● Work request: Return, from the listing that follows, each line containing the word "through".

··· Given records ···

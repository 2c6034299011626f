//! The two-tier response cache (§4.2): a bounded LRU tier and an unbounded
//! pinned tier, both mirrored durably into the `cache` table.

use super::db::{self, CacheRow};
use crate::error::Error;
use crate::lru::LruMap;
use crate::response::RawResponse;
use chrono::{DateTime, Utc};
use sqlx::SqlitePool;
use std::collections::HashMap;
use std::sync::Arc;
use std::time::Duration;
use tokio::sync::Mutex;

#[derive(Debug, Clone)]
struct CacheEntry {
    response_json: String,
    create_time: DateTime<Utc>,
    duration: Option<Duration>,
}

impl CacheEntry {
    fn is_expired(&self, now: DateTime<Utc>) -> bool {
        match self.duration {
            None => false,
            Some(duration) => {
                let elapsed = now.signed_duration_since(self.create_time);
                elapsed
                    .to_std()
                    .map(|elapsed| elapsed > duration)
                    .unwrap_or(false)
            }
        }
    }

    fn response(&self) -> Result<RawResponse, Error> {
        serde_json::from_str(&self.response_json).map_err(Error::from)
    }
}

/// Durable, two-tier cache of raw responses keyed by a request's MD5 fingerprint.
///
/// The LRU tier evicts its least-recently-used entry once it exceeds capacity,
/// and the eviction callback deletes the corresponding DB row so the two stay
/// coherent (§4.1, §4.2). The pinned tier never evicts on its own; entries leave
/// it only via explicit removal or expiry.
pub struct CacheStore {
    pool: SqlitePool,
    lru_tier: Mutex<LruMap<String, CacheEntry>>,
    pinned_tier: Mutex<HashMap<String, CacheEntry>>,
}

impl CacheStore {
    pub async fn open(pool: SqlitePool, lru_capacity: usize) -> Result<Self, Error> {
        db::ensure_schema(&pool).await?;
        let rows = db::load_all(&pool).await?;

        let evict_pool = pool.clone();
        let on_evict = Arc::new(move |key: String, _entry: CacheEntry| {
            let pool = evict_pool.clone();
            tokio::spawn(async move {
                let _ = db::delete(&pool, &key).await;
            });
        });

        let mut lru_tier = LruMap::new(lru_capacity.max(1), Some(on_evict));
        let mut pinned_tier = HashMap::new();

        for row in rows {
            let entry = CacheEntry {
                response_json: row.data,
                create_time: row.create_time,
                duration: row.duration_secs.map(|secs| Duration::from_secs(secs.max(0) as u64)),
            };
            if row.is_lru {
                lru_tier.put(row.id, entry);
            } else {
                pinned_tier.insert(row.id, entry);
            }
        }

        Ok(Self {
            pool,
            lru_tier: Mutex::new(lru_tier),
            pinned_tier: Mutex::new(pinned_tier),
        })
    }

    /// Looks up `key`, preferring the LRU tier. Expired entries are treated as
    /// a miss and removed from both memory and the DB.
    pub async fn get(&self, key: &str) -> Option<RawResponse> {
        let now = Utc::now();

        {
            let mut tier = self.lru_tier.lock().await;
            if let Some(entry) = tier.get(&key.to_string()).cloned() {
                if entry.is_expired(now) {
                    tier.remove(&key.to_string());
                    drop(tier);
                    let _ = db::delete(&self.pool, key).await;
                    return None;
                }
                return entry.response().ok();
            }
        }

        let mut tier = self.pinned_tier.lock().await;
        if let Some(entry) = tier.get(key).cloned() {
            if entry.is_expired(now) {
                tier.remove(key);
                drop(tier);
                let _ = db::delete(&self.pool, key).await;
                return None;
            }
            return entry.response().ok();
        }
        None
    }

    pub async fn put(
        &self,
        key: String,
        response: &RawResponse,
        use_lru: bool,
        duration: Option<Duration>,
    ) -> Result<(), Error> {
        let response_json = serde_json::to_string(response)?;
        let create_time = Utc::now();
        let entry = CacheEntry {
            response_json: response_json.clone(),
            create_time,
            duration,
        };

        if use_lru {
            self.lru_tier.lock().await.put(key.clone(), entry);
        } else {
            self.pinned_tier.lock().await.insert(key.clone(), entry);
        }

        db::upsert(
            &self.pool,
            &CacheRow {
                id: key,
                data: response_json,
                is_lru: use_lru,
                create_time,
                duration_secs: duration.map(|d| d.as_secs() as i64),
            },
        )
        .await
    }

    pub async fn remove(&self, key: &str) -> Result<(), Error> {
        self.lru_tier.lock().await.remove(&key.to_string());
        self.pinned_tier.lock().await.remove(key);
        db::delete(&self.pool, key).await
    }

    pub async fn clear(&self) -> Result<(), Error> {
        self.lru_tier.lock().await.clear();
        self.pinned_tier.lock().await.clear();
        db::delete_all(&self.pool).await
    }
}
//! The orchestrator: resolves a business, runs it through the request lifecycle
//! state machine, and drives retry, caching, promise persistence, and
//! suspend/resume flow control (§4.5).

use crate::business::{BusinessConfig, BusinessRecord};
use crate::cache::CacheStore;
use crate::config::ManagerConfig;
use crate::constants::MOCK_PATH_PREFIX;
use crate::error::{ApiError, Error};
use crate::interceptor::Interceptor;
use crate::logging;
use crate::parser::Parser;
use crate::promise::{self, PromiseStore};
use crate::request::{Method, Request, RequestCore, RetryKind};
use crate::response::{RawResponse, Response};
use crate::transport::Transport;
use chrono::Utc;
use sqlx::sqlite::SqlitePoolOptions;
use std::collections::HashMap;
use std::sync::atomic::{AtomicBool, Ordering};
use std::sync::Arc;
use tokio::sync::{Notify, RwLock};

/// The client-side HTTP orchestration layer (§1 OVERVIEW).
///
/// Register one [`BusinessRecord`] per business line with [`Manager::add_business`],
/// then drive every request for that business through [`Manager::send`].
pub struct Manager {
    businesses: RwLock<HashMap<String, Arc<BusinessRecord>>>,
    cache: Arc<CacheStore>,
    promise: Arc<PromiseStore>,
    init_gate: AtomicBool,
    init_notify: Notify,
    config: ManagerConfig,
}

impl Manager {
    /// Opens the cache and promise durable stores per `config` and returns a
    /// manager ready to have businesses registered with it.
    pub async fn new(config: ManagerConfig) -> Result<Self, Error> {
        let cache_pool = SqlitePoolOptions::new().connect(&config.cache_database_url).await?;
        let promise_pool = SqlitePoolOptions::new().connect(&config.promise_database_url).await?;

        let cache = CacheStore::open(cache_pool, config.lru_capacity).await?;
        let promise = PromiseStore::open(promise_pool).await?;

        Ok(Self {
            businesses: RwLock::new(HashMap::new()),
            cache: Arc::new(cache),
            promise: Arc::new(promise),
            init_gate: AtomicBool::new(false),
            init_notify: Notify::new(),
            config,
        })
    }

    /// Registers a business line, running its interceptor's one-time
    /// initialization hooks before the business accepts any requests (§4.4).
    pub async fn add_business(
        &self,
        config: BusinessConfig,
        interceptor: Arc<dyn Interceptor>,
        parser: Arc<dyn Parser>,
        transport: Arc<dyn Transport>,
        mock_transport: Option<Arc<dyn Transport>>,
    ) -> Result<(), Error> {
        let identifier = config.identifier.clone();
        let record = Arc::new(BusinessRecord::new(config, interceptor, parser, transport, mock_transport));

        interceptor_init(&record, &identifier).await?;
        record.mark_initialized();

        self.businesses.write().await.insert(identifier, record);
        self.mark_global_init();
        Ok(())
    }

    fn mark_global_init(&self) {
        if !self.init_gate.swap(true, Ordering::SeqCst) {
            self.init_notify.notify_waiters();
        }
    }

    /// Resolves once at least one business has been registered.
    pub async fn wait_ready(&self) {
        if self.init_gate.load(Ordering::SeqCst) {
            return;
        }
        let notified = self.init_notify.notified();
        if self.init_gate.load(Ordering::SeqCst) {
            return;
        }
        notified.await;
    }

    async fn business(&self, identifier: &str) -> Option<Arc<BusinessRecord>> {
        self.businesses.read().await.get(identifier).cloned()
    }

    pub async fn suspend(&self, business_identifier: &str) -> Result<(), Error> {
        let record = self
            .business(business_identifier)
            .await
            .ok_or_else(|| Error::unknown_business(business_identifier))?;
        record.suspend().await;
        Ok(())
    }

    pub async fn resume(&self, business_identifier: &str) -> Result<(), Error> {
        let record = self
            .business(business_identifier)
            .await
            .ok_or_else(|| Error::unknown_business(business_identifier))?;
        record.resume().await;
        Ok(())
    }

    /// Drops `business_identifier`'s queued promises and runs its interceptor's
    /// `on_clean_data` hook (§4.3, §4.5).
    pub async fn clean_data(&self, business_identifier: &str) -> Result<(), Error> {
        let record = self
            .business(business_identifier)
            .await
            .ok_or_else(|| Error::unknown_business(business_identifier))?;
        self.promise.clear_business(business_identifier).await?;
        record.interceptor.on_clean_data(business_identifier).await;
        Ok(())
    }

    /// All requests still durably queued for `business_identifier`, for replay
    /// after a restart (§4.3).
    pub async fn promise_requests(&self, business_identifier: &str) -> Result<Vec<RequestCore>, Error> {
        self.promise.for_business(business_identifier).await
    }

    /// Runs `request` through the full lifecycle state machine:
    /// `New → Queued → InFlight → Parsed → {Retrying → Queued | Intercepted | Completed}` (§4.5).
    ///
    /// Business-level failures (unknown business, parser-reported API errors)
    /// ride inside the returned `Response`'s `error` field rather than as an
    /// `Err`; an `Err` here means the framework itself couldn't proceed
    /// (storage failure, non-serializable promise body).
    pub async fn send<M: Clone>(&self, mut request: Request<M>) -> Result<Response<M>, Error> {
        let Some(record) = self.business(&request.core.business_identifier).await else {
            let now = Utc::now();
            let response = RawResponse::failure(ApiError::configuration(&request.core.business_identifier), now, now);
            let typed = request.convert(response.clone());
            request.completion.complete(typed.clone());
            return Ok(typed);
        };

        record.wait_initialized().await;

        // Step A: queue (promise persistence + suspend gate).
        let mut promise_key = None;
        if request.core.promise.enable {
            let key = self.promise.add(&request.core).await?;
            record.interceptor.on_add_to_promise(&request.core).await;
            promise_key = Some(key);
        }

        if !record.interceptor.allow_request_pass_when_suspend(&request.core).await {
            record.wait_until_resumed().await;
        }

        let raw = loop {
            // Step B: request mutation hook.
            if let Err(err) = record.interceptor.on_request(&mut request.core).await {
                break self.internal_error_response(err);
            }

            // Step C: cache lookup. A hit is a "stash": it's returned immediately,
            // but the network call still fires in the background to keep the
            // cache warm, since a cache hit is a preliminary value, not a promise
            // that the origin agrees with it (§4.2, §8 scenario S1).
            let cache_key = request.core.fingerprint();
            if request.core.cache.enable && !request.core.cache.ignore_once {
                if let Some(cached) = self.cache.get(&cache_key).await {
                    record.interceptor.on_load_cache(&request.core, &cached).await;
                    request.core.cache.last_response = Some(cached.clone());
                    self.spawn_background_refresh(&record, request.core.clone(), cache_key);
                    break cached.mark_from_cache();
                }
            }

            // Step C': dispatch.
            let use_mock = request.core.mock.enable;
            let base_url = if use_mock {
                format!(
                    "{}{MOCK_PATH_PREFIX}/{}",
                    record.config.base_url,
                    request.core.mock.project_id.as_deref().unwrap_or_default()
                )
            } else {
                record.config.base_url.clone()
            };
            let transport = record.transport_for(use_mock);

            let transport_result = transport.request(&request.core, &base_url).await;

            // Step D: parse.
            let mut response = match transport_result {
                Ok(raw) => record.parser.handle_response(&request.core, raw).await,
                Err(err) => record.parser.handle_error(&request.core, err).await,
            };

            // Step E: response mutation hook.
            record.interceptor.on_response(&request.core, &mut response).await;

            // Step F: retry decision. The policy caps are unconditional stops;
            // only once the request is still within them is the interceptor
            // asked whether this particular response warrants a retry.
            let should_retry = !response.is_success()
                && match request.core.retry.kind {
                    RetryKind::Never => false,
                    RetryKind::Limit if request.core.retry.count >= request.core.retry.max => false,
                    RetryKind::Limit | RetryKind::Forever => {
                        record.interceptor.need_retry(&request.core, &response).await
                    }
                };

            if should_retry {
                request.core.retry.count += 1;
                let interval = request.core.retry_interval_ms(record.config.retry_interval_ms);
                tokio::time::sleep(std::time::Duration::from_millis(interval)).await;
                continue;
            }

            break response;
        };

        self.log_exchange(&record.config.identifier, &request.core, &raw);

        // Step G: finalize.
        if raw.is_success() && raw.data.is_some() && request.core.cache.enable {
            let cache_key = request.core.fingerprint();
            self.cache
                .put(cache_key, &raw, request.core.cache.use_lru, request.core.cache.duration)
                .await?;
            record.interceptor.on_save_cache(&request.core, &raw).await;
        }

        if raw.is_success() {
            if let Some(key) = &promise_key {
                self.promise.remove(key).await?;
                record.interceptor.on_remove_from_promise(&request.core).await;
            }
        }

        // An interceptor that takes ownership of completion (returns `true`) means
        // this request may legitimately never resolve through its own completion
        // slot; only `send`'s direct return still carries the response.
        let intercepted = record.interceptor.intercept_complete(&request.core, &raw).await;

        let typed = request.convert(raw);
        if !intercepted {
            request.completion.complete(typed.clone());
        }
        Ok(typed)
    }

    /// Issues the network call a cache hit skipped, so the cache stays warm.
    /// Errors are swallowed: this is best-effort refresh, not part of the
    /// caller-visible lifecycle.
    fn spawn_background_refresh(&self, record: &Arc<BusinessRecord>, core: RequestCore, cache_key: String) {
        let cache = self.cache.clone();
        let record = record.clone();
        tokio::spawn(async move {
            let use_mock = core.mock.enable;
            let base_url = if use_mock {
                format!(
                    "{}{MOCK_PATH_PREFIX}/{}",
                    record.config.base_url,
                    core.mock.project_id.as_deref().unwrap_or_default()
                )
            } else {
                record.config.base_url.clone()
            };
            let transport = record.transport_for(use_mock);
            if let Ok(raw) = transport.request(&core, &base_url).await {
                let response = record.parser.handle_response(&core, raw).await;
                if response.is_success() && response.data.is_some() {
                    let _ = cache.put(cache_key, &response, core.cache.use_lru, core.cache.duration).await;
                }
            }
        });
    }

    fn internal_error_response(&self, err: Error) -> RawResponse {
        let now = Utc::now();
        let api_err = ApiError::new(-1, err.to_string(), "The request could not be completed.");
        RawResponse::failure(api_err, now, now)
    }

    fn log_exchange(&self, business_identifier: &str, core: &RequestCore, response: &RawResponse) {
        logging::log_request(
            business_identifier,
            core.method.as_str(),
            &core.api_path,
            &core.headers,
            None,
            None,
        );
        logging::log_response(
            business_identifier,
            response.status_code,
            (response.response_time - response.request_time)
                .num_milliseconds()
                .max(0) as u128,
            response.data.as_ref().map(ToString::to_string).as_deref(),
            logging::get_max_body_len(),
            None,
        );
    }
}

async fn interceptor_init(record: &BusinessRecord, identifier: &str) -> Result<(), Error> {
    record.interceptor.initial_data(identifier).await?;
    record.interceptor.setup_transport(identifier).await
}

/// A convenience `RequestCore` constructor for the common GET case, not part of
/// the core lifecycle (§4.7 "Convenience constructors").
#[must_use]
pub fn get(business_identifier: impl Into<String>, api_path: impl Into<String>) -> RequestCore {
    RequestCore::new(business_identifier, Method::Get, api_path)
}

/// Convenience `RequestCore` constructor for a JSON POST body (§4.7).
#[must_use]
pub fn post_json(
    business_identifier: impl Into<String>,
    api_path: impl Into<String>,
    body: serde_json::Map<String, serde_json::Value>,
) -> RequestCore {
    let mut core = RequestCore::new(business_identifier, Method::Post, api_path);
    core.data = crate::request::Body::Json(body);
    core
}

/// Convenience `RequestCore` constructor for DELETE (§4.7).
#[must_use]
pub fn delete(business_identifier: impl Into<String>, api_path: impl Into<String>) -> RequestCore {
    RequestCore::new(business_identifier, Method::Delete, api_path)
}

/// Derives the durable promise key a given core would be stored under, without
/// actually persisting it. Exposed for callers that want to pre-compute it
/// (e.g. to look up an in-flight promise before deciding to resend).
#[must_use]
pub fn promise_key_for(core: &RequestCore) -> String {
    promise::promise_key(core)
}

···

● Exercise output:
//! The orchestrator: resolves a business, runs it through the request lifecycle
/// then drive every request for that business through [`Manager::send`].
    /// Runs `request` through the full lifecycle state machine:
        // this request may legitimately never resolve through its own completion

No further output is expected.